-- Dataset excerpts --
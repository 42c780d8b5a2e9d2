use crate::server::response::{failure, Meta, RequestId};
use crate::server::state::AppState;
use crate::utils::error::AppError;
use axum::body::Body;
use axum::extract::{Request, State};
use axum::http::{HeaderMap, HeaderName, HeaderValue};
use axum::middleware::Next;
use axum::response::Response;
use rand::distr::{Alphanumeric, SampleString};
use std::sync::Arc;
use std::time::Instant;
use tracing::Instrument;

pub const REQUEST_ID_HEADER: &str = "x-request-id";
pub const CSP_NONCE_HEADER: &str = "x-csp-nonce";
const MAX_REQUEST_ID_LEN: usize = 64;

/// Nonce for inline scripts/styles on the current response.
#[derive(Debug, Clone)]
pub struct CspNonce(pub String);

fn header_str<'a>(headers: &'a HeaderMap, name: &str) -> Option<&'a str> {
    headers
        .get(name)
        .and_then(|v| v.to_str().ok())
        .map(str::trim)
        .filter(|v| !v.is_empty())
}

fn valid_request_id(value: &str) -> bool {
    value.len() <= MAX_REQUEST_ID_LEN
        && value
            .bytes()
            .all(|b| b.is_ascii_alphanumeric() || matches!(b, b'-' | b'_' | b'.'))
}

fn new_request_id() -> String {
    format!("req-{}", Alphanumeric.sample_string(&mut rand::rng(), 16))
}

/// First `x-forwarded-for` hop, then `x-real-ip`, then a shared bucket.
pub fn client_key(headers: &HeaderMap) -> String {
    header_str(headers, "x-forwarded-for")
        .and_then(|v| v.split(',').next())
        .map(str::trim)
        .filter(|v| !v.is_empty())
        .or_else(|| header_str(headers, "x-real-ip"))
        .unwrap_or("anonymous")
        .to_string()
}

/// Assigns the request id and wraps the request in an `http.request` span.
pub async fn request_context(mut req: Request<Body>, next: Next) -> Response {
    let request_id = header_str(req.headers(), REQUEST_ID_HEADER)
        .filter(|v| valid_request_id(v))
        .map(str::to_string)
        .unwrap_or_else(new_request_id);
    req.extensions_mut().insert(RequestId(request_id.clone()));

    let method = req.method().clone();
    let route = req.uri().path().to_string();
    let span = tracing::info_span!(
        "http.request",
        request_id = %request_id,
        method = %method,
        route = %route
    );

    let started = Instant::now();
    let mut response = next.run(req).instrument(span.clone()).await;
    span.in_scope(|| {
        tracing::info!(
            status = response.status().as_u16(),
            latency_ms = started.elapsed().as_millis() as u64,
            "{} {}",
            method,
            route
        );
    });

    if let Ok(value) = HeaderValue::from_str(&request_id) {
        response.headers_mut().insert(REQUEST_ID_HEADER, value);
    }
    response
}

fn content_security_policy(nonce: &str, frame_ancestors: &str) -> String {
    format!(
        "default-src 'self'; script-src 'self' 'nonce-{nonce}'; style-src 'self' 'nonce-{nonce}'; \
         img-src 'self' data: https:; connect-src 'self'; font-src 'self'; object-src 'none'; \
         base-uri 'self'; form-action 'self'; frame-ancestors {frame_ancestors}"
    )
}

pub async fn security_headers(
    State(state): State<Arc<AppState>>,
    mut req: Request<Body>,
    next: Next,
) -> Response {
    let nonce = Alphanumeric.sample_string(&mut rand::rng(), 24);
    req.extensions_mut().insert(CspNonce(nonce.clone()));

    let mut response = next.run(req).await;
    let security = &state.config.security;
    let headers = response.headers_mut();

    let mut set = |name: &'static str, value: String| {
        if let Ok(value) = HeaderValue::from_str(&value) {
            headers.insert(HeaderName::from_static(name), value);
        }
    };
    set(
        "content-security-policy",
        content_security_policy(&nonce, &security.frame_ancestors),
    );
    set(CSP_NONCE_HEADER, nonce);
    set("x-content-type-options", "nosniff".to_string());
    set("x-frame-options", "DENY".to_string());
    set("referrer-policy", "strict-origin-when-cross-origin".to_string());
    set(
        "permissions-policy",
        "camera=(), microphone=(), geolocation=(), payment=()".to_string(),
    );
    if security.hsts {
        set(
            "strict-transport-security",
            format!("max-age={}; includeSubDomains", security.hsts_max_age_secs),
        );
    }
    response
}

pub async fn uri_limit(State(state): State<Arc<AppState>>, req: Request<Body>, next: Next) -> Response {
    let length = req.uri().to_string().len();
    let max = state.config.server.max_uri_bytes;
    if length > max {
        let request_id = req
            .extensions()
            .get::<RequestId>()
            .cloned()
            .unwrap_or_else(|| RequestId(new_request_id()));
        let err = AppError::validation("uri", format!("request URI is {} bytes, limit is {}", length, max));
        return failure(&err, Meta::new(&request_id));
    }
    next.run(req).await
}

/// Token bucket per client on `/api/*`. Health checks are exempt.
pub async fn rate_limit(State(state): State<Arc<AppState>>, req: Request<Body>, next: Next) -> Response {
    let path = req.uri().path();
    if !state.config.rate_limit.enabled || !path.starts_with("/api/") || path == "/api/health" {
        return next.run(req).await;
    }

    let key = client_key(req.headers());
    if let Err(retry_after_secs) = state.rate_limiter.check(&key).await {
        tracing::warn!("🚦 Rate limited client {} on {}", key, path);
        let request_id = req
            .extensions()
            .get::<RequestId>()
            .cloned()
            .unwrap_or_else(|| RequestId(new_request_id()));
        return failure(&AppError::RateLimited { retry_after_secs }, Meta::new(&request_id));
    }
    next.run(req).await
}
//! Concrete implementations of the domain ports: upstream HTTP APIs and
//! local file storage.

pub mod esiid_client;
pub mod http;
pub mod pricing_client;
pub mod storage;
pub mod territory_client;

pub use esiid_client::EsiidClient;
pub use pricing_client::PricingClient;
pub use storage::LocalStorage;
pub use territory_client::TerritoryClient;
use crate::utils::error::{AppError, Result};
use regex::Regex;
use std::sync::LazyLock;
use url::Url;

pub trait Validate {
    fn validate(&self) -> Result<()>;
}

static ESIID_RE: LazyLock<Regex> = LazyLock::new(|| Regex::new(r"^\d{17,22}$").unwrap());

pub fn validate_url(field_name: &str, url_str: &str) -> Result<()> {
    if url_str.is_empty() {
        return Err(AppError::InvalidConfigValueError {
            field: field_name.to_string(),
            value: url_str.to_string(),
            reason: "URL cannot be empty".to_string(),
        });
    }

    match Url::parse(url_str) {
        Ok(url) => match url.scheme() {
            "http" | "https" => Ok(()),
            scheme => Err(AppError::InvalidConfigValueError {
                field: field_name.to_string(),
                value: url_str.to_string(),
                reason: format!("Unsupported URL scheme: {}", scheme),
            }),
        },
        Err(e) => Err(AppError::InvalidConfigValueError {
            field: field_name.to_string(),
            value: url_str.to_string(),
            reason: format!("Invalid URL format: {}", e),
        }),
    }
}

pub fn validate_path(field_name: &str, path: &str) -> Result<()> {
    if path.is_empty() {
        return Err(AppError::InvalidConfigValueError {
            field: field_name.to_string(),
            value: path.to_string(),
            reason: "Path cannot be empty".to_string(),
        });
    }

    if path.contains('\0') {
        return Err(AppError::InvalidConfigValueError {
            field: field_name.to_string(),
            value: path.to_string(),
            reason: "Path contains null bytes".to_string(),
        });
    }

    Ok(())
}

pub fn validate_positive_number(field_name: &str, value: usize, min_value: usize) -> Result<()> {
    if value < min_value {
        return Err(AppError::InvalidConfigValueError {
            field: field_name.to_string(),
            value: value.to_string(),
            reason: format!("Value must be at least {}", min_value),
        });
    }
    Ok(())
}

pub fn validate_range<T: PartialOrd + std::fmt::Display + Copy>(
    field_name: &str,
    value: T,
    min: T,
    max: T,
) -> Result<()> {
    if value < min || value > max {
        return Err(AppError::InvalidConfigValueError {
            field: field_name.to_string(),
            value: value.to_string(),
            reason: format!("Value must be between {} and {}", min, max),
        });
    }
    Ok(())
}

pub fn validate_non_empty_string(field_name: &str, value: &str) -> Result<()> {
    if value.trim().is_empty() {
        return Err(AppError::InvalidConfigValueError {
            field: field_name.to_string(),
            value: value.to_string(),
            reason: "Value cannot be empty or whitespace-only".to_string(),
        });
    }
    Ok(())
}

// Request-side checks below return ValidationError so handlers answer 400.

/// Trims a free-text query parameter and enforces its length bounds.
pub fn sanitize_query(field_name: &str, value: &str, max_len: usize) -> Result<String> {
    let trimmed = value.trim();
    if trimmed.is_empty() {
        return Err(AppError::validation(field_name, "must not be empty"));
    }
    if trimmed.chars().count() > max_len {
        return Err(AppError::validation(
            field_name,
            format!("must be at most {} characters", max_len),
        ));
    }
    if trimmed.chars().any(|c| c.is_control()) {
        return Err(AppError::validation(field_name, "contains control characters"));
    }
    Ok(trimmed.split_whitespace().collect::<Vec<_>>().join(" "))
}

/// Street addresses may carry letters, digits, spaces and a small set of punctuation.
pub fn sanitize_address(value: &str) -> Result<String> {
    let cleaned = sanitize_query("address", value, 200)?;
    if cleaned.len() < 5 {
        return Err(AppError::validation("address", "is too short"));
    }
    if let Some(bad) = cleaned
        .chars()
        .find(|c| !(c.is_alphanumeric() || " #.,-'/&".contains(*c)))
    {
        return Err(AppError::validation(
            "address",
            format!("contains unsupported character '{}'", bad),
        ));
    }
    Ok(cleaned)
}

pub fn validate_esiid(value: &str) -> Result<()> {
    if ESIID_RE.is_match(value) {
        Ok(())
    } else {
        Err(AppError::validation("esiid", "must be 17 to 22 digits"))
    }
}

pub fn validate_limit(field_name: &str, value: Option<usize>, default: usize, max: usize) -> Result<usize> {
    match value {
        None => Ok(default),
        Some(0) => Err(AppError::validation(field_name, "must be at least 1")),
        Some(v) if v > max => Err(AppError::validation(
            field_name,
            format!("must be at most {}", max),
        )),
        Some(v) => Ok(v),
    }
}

-- Your instructions --
When you reach the line in the material above that holds "if let Err(retry_after_secs)", begin reproducing lines exactly, and stop after the line that holds "static ESIID_RE: LazyLock<Regex>".

-- Worked solution --
    if let Err(retry_after_secs) = state.rate_limiter.check(&key).await {
        tracing::warn!("🚦 Rate limited client {} on {}", key, path);
        let request_id = req
            .extensions()
            .get::<RequestId>()
            .cloned()
            .unwrap_or_else(|| RequestId(new_request_id()));
        return failure(&AppError::RateLimited { retry_after_secs }, Meta::new(&request_id));
    }
    next.run(req).await
}
//! Concrete implementations of the domain ports: upstream HTTP APIs and
//! local file storage.

pub mod esiid_client;
pub mod http;
pub mod pricing_client;
pub mod storage;
pub mod territory_client;

pub use esiid_client::EsiidClient;
pub use pricing_client::PricingClient;
pub use storage::LocalStorage;
pub use territory_client::TerritoryClient;
use crate::utils::error::{AppError, Result};
use regex::Regex;
use std::sync::LazyLock;
use url::Url;

pub trait Validate {
    fn validate(&self) -> Result<()>;
}

static ESIID_RE: LazyLock<Regex> = LazyLock::new(|| Regex::new(r"^\d{17,22}$").unwrap());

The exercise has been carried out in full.